Pull every line containing "selector" out of the material below.

── INFORMATION GIVEN

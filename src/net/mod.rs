//! Routing-table introspection and address selection.
//!
//! This module answers two questions about a host:
//! - which local address would the kernel use to reach a given target IP
//!   ([`Resolver::by_targets`])
//! - which local address sits on the interface carrying the default route
//!   ([`Resolver::default_route`])
//!
//! Both operate purely over table snapshots obtained from injected
//! providers ([`AddressTableProvider`], [`RouteTableProvider`]); nothing
//! here mutates routing or addressing state.

pub mod filter;
mod matcher;
pub mod platform;
mod provider;
mod resolver;
mod selector;
pub mod snapshot;
mod table;

pub use matcher::{RouteMatch, match_route};
pub use provider::{AddressTableProvider, FilteredProvider, ProviderError, RouteTableProvider};
pub use resolver::{ResolveError, Resolver};
pub use selector::{NoValidAddress, select_addresses};
pub use snapshot::{Snapshot, SnapshotProvider};
pub use table::{
    Address, AddressTable, IpFamily, Link, Prefix, PrefixError, Route, RouteProtocol, RouteTable,
};
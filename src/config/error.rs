//! Error types for configuration parsing and validation.

use std::path::PathBuf;

use thiserror::Error;

/// Error type for configuration operations.
///
/// Covers errors from parsing, validation, and file operations.
#[derive(Debug, Error)]
pub enum ConfigError {
    /// Failed to read the configuration file.
    #[error("Failed to read config file '{}': {source}", path.display())]
    FileRead {
        /// Path to the config file
        path: PathBuf,
        /// Underlying I/O error
        #[source]
        source: std::io::Error,
    },

    /// Failed to parse the TOML configuration.
    #[error("Failed to parse TOML config: {0}")]
    TomlParse(#[from] toml::de::Error),

    /// Failed to write configuration file (for init command).
    #[error("Failed to write config file '{}': {source}", path.display())]
    FileWrite {
        /// Path to the config file
        path: PathBuf,
        /// Underlying I/O error
        #[source]
        source: std::io::Error,
    },

    /// A reachability target is not a parseable IP address.
    #[error("Invalid target address '{value}'")]
    InvalidTarget {
        /// The unparseable target string
        value: String,
    },

    /// Invalid regex pattern for interface filtering.
    #[error("Invalid regex pattern '{pattern}': {source}")]
    InvalidRegex {
        /// The invalid pattern
        pattern: String,
        /// Underlying regex error
        #[source]
        source: regex::Error,
    },

    /// Invalid watch interval (zero).
    #[error("Invalid watch interval: {reason}")]
    InvalidInterval {
        /// Reason for invalidity
        reason: String,
    },

    /// Unknown route protocol name.
    #[error("Unknown route protocol '{value}': expected kernel, boot, static, dhcp, or ra")]
    InvalidRouteProtocol {
        /// The unrecognized protocol name
        value: String,
    },
}
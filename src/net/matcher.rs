//! Longest-prefix route matching.
//!
//! Standard routing-table semantics over a [`RouteTable`] snapshot: the most
//! specific prefix containing the target wins, and the default route is only
//! a fallback. A link holding just a default route loses to any link with a
//! specific prefix for the target, regardless of enumeration order.

use std::net::IpAddr;

use super::table::RouteTable;

/// The outcome of a successful route match.
#[derive(Debug, Clone, Copy, PartialEq, Eq)]
pub struct RouteMatch {
    /// Index of the link that would carry traffic toward the target.
    pub link_index: u32,
    /// Prefix length of the winning route; `None` when only the default
    /// route matched.
    pub matched_prefix: Option<u8>,
}

/// Finds the route that the kernel would use to reach `target`.
///
/// Scans every route across all links. Among routes whose destination
/// contains the target (same family, target inside the prefix), the longest
/// prefix wins; on equal lengths the route seen first in ascending
/// link-index order wins. With no specific match, the first default route
/// wins regardless of which link owns it. Returns `None` when neither
/// exists.
#[must_use]
pub fn match_route(target: IpAddr, table: &RouteTable) -> Option<RouteMatch> {
    let mut best: Option<(u8, u32)> = None;
    let mut default_link: Option<u32> = None;

    for route in table.iter_routes() {
        if route.is_default() {
            if default_link.is_none() {
                default_link = Some(route.link_index);
            }
            continue;
        }
        // is_default() ruled out None above.
        let Some(dst) = route.dst else { continue };
        if !dst.contains(target) {
            continue;
        }
        if best.is_none_or(|(len, _)| dst.len() > len) {
            best = Some((dst.len(), route.link_index));
        }
    }

    if let Some((len, link_index)) = best {
        return Some(RouteMatch {
            link_index,
            matched_prefix: Some(len),
        });
    }
    default_link.map(|link_index| RouteMatch {
        link_index,
        matched_prefix: None,
    })
}
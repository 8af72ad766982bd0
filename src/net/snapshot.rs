//! Table snapshots captured to a JSON document.
//!
//! A snapshot file holds both tables, letting the tool resolve offline
//! (captured from one host, queried on another) and giving tests a fully
//! deterministic provider for the whole binary path.
//!
//! # Format
//!
//! ```json
//! {
//!   "links": [
//!     {
//!       "index": 1,
//!       "name": "eth0",
//!       "addresses": [
//!         { "ip": "10.0.0.5", "prefix_len": 24 },
//!         { "ip": "fd00::5", "prefix_len": 64, "deprecated": false }
//!       ]
//!     }
//!   ],
//!   "routes": [
//!     { "dst": "10.0.0.0/24", "link_index": 1, "protocol": "kernel" },
//!     { "link_index": 1, "protocol": "dhcp" }
//!   ]
//! }
//! ```
//!
//! A route without a `dst` is the default route.

use std::path::{Path, PathBuf};

use serde::{Deserialize, Serialize};

use super::filter::{AddressFilter, RouteFilter};
use super::provider::{AddressTableProvider, ProviderError, RouteTableProvider};
use super::table::{Address, AddressTable, Link, Route, RouteTable};

/// One link and its configured addresses, as stored in a snapshot file.
#[derive(Debug, Clone, Serialize, Deserialize)]
pub struct LinkEntry {
    /// Kernel interface index.
    pub index: u32,
    /// Interface name.
    pub name: String,
    /// Addresses in configuration order.
    #[serde(default)]
    pub addresses: Vec<Address>,
}

/// A captured pair of address and route tables.
#[derive(Debug, Clone, Default, Serialize, Deserialize)]
pub struct Snapshot {
    /// Links and their addresses.
    #[serde(default)]
    pub links: Vec<LinkEntry>,
    /// Routes across all links.
    #[serde(default)]
    pub routes: Vec<Route>,
}

impl Snapshot {
    /// Parses a snapshot from its JSON representation.
    ///
    /// # Errors
    ///
    /// Returns [`ProviderError::Parse`] on malformed JSON.
    pub fn from_json(json: &str) -> Result<Self, ProviderError> {
        serde_json::from_str(json).map_err(|source| ProviderError::Parse {
            context: "snapshot document".to_string(),
            source,
        })
    }

    /// Reads and parses a snapshot file.
    ///
    /// # Errors
    ///
    /// Returns [`ProviderError::Io`] if the file cannot be read and
    /// [`ProviderError::Parse`] if it is not a valid snapshot document.
    pub fn from_file(path: &Path) -> Result<Self, ProviderError> {
        let json = std::fs::read_to_string(path).map_err(|source| ProviderError::Io {
            context: format!("reading snapshot '{}'", path.display()),
            source,
        })?;
        Self::from_json(&json)
    }

    /// Builds the address table, applying the optional pre-filter.
    #[must_use]
    pub fn address_table(&self, filter: Option<&dyn AddressFilter>) -> AddressTable {
        let mut table = AddressTable::new();
        for entry in &self.links {
            let link = Link::new(entry.index, entry.name.clone());
            for address in &entry.addresses {
                if filter.is_none_or(|f| f.permits(address)) {
                    table.push(link.clone(), address.clone());
                }
            }
        }
        table
    }

    /// Builds the route table, applying the optional pre-filter.
    #[must_use]
    pub fn route_table(&self, filter: Option<&dyn RouteFilter>) -> RouteTable {
        let mut table = RouteTable::new();
        for route in &self.routes {
            if filter.is_none_or(|f| f.permits(route)) {
                table.push(route.clone());
            }
        }
        table
    }
}

/// Source of the snapshot a [`SnapshotProvider`] serves.
#[derive(Debug, Clone)]
enum Source {
    /// Re-read from disk on every fetch, so edits between resolutions are
    /// picked up like live state would be.
    File(PathBuf),
    /// Served from memory.
    Fixed(Snapshot),
}

/// Provider backed by a captured snapshot.
#[derive(Debug, Clone)]
pub struct SnapshotProvider {
    source: Source,
}

impl SnapshotProvider {
    /// Creates a provider that re-reads the given file on each fetch.
    #[must_use]
    pub fn from_path(path: impl Into<PathBuf>) -> Self {
        Self {
            source: Source::File(path.into()),
        }
    }

    /// Creates a provider over an in-memory snapshot.
    #[must_use]
    pub const fn from_snapshot(snapshot: Snapshot) -> Self {
        Self {
            source: Source::Fixed(snapshot),
        }
    }

    fn load(&self) -> Result<Snapshot, ProviderError> {
        match &self.source {
            Source::File(path) => Snapshot::from_file(path),
            Source::Fixed(snapshot) => Ok(snapshot.clone()),
        }
    }
}

impl AddressTableProvider for SnapshotProvider {
    fn address_table(
        &self,
        filter: Option<&dyn AddressFilter>,
    ) -> Result<AddressTable, ProviderError> {
        Ok(self.load()?.address_table(filter))
    }
}

impl RouteTableProvider for SnapshotProvider {
    fn route_table(&self, filter: Option<&dyn RouteFilter>) -> Result<RouteTable, ProviderError> {
        Ok(self.load()?.route_table(filter))
    }
}

#[cfg(test)]
mod tests {
    use super::*;
    use crate::net::filter::NodeAddressFilter;
    use std::io::Write as _;

    const DOCUMENT: &str = r#"{
        "links": [
            {
                "index": 1,
                "name": "eth0",
                "addresses": [
                    { "ip": "10.0.0.5", "prefix_len": 24 },
                    { "ip": "fe80::1234", "prefix_len": 64 },
                    { "ip": "fd00::5", "prefix_len": 64 }
                ]
            },
            {
                "index": 2,
                "name": "eth1",
                "addresses": [
                    { "ip": "fd01::3", "prefix_len": 64, "deprecated": true }
                ]
            }
        ],
        "routes": [
            { "dst": "10.0.0.0/24", "link_index": 1, "protocol": "kernel" },
            { "link_index": 1, "protocol": "dhcp" },
            { "dst": "fd01::/64", "link_index": 2 }
        ]
    }"#;

    #[test]
    fn parses_links_addresses_and_routes() {
        let snapshot = Snapshot::from_json(DOCUMENT).unwrap();
        assert_eq!(snapshot.links.len(), 2);
        assert_eq!(snapshot.routes.len(), 3);
    }

    #[test]
    fn route_without_dst_is_default() {
        let snapshot = Snapshot::from_json(DOCUMENT).unwrap();
        let defaults: Vec<_> = snapshot
            .routes
            .iter()
            .filter(|r| r.is_default())
            .collect();
        assert_eq!(defaults.len(), 1);
        assert_eq!(defaults[0].link_index, 1);
    }

    #[test]
    fn omitted_protocol_parses_as_other() {
        let snapshot = Snapshot::from_json(DOCUMENT).unwrap();
        assert_eq!(
            snapshot.routes[2].protocol,
            crate::net::table::RouteProtocol::Other
        );
    }

    #[test]
    fn address_table_applies_filter() {
        let snapshot = Snapshot::from_json(DOCUMENT).unwrap();
        let filter = NodeAddressFilter::default();
        let table = snapshot.address_table(Some(&filter));

        // fe80:: and the deprecated fd01::3 are rejected.
        let (_, eth0_addrs) = table.for_index(1).unwrap();
        assert_eq!(eth0_addrs.len(), 2);
        assert!(table.for_index(2).is_none());
    }

    #[test]
    fn malformed_json_is_a_parse_error() {
        let err = Snapshot::from_json("{ not json").unwrap_err();
        assert!(matches!(err, ProviderError::Parse { .. }));
    }

    #[test]
    fn missing_file_is_an_io_error() {
        let err = Snapshot::from_file(Path::new("/nonexistent/tables.json")).unwrap_err();
        assert!(matches!(err, ProviderError::Io { .. }));
    }

    #[test]
    fn file_provider_reads_from_disk() {
        let mut file = tempfile::NamedTempFile::new().unwrap();
        file.write_all(DOCUMENT.as_bytes()).unwrap();

        let provider = SnapshotProvider::from_path(file.path());
        let table = provider.address_table(None).unwrap();
        assert!(table.for_index(1).is_some());

        let routes = provider.route_table(None).unwrap();
        assert_eq!(routes.iter_routes().count(), 3);
    }

    #[test]
    fn fixed_provider_serves_in_memory_tables() {
        let snapshot = Snapshot::from_json(DOCUMENT).unwrap();
        let provider = SnapshotProvider::from_snapshot(snapshot);
        assert_eq!(provider.route_table(None).unwrap().iter_routes().count(), 3);
    }
}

────

OUTPUT OF THE EXERCISE:
mod selector;
pub use selector::{NoValidAddress, select_addresses};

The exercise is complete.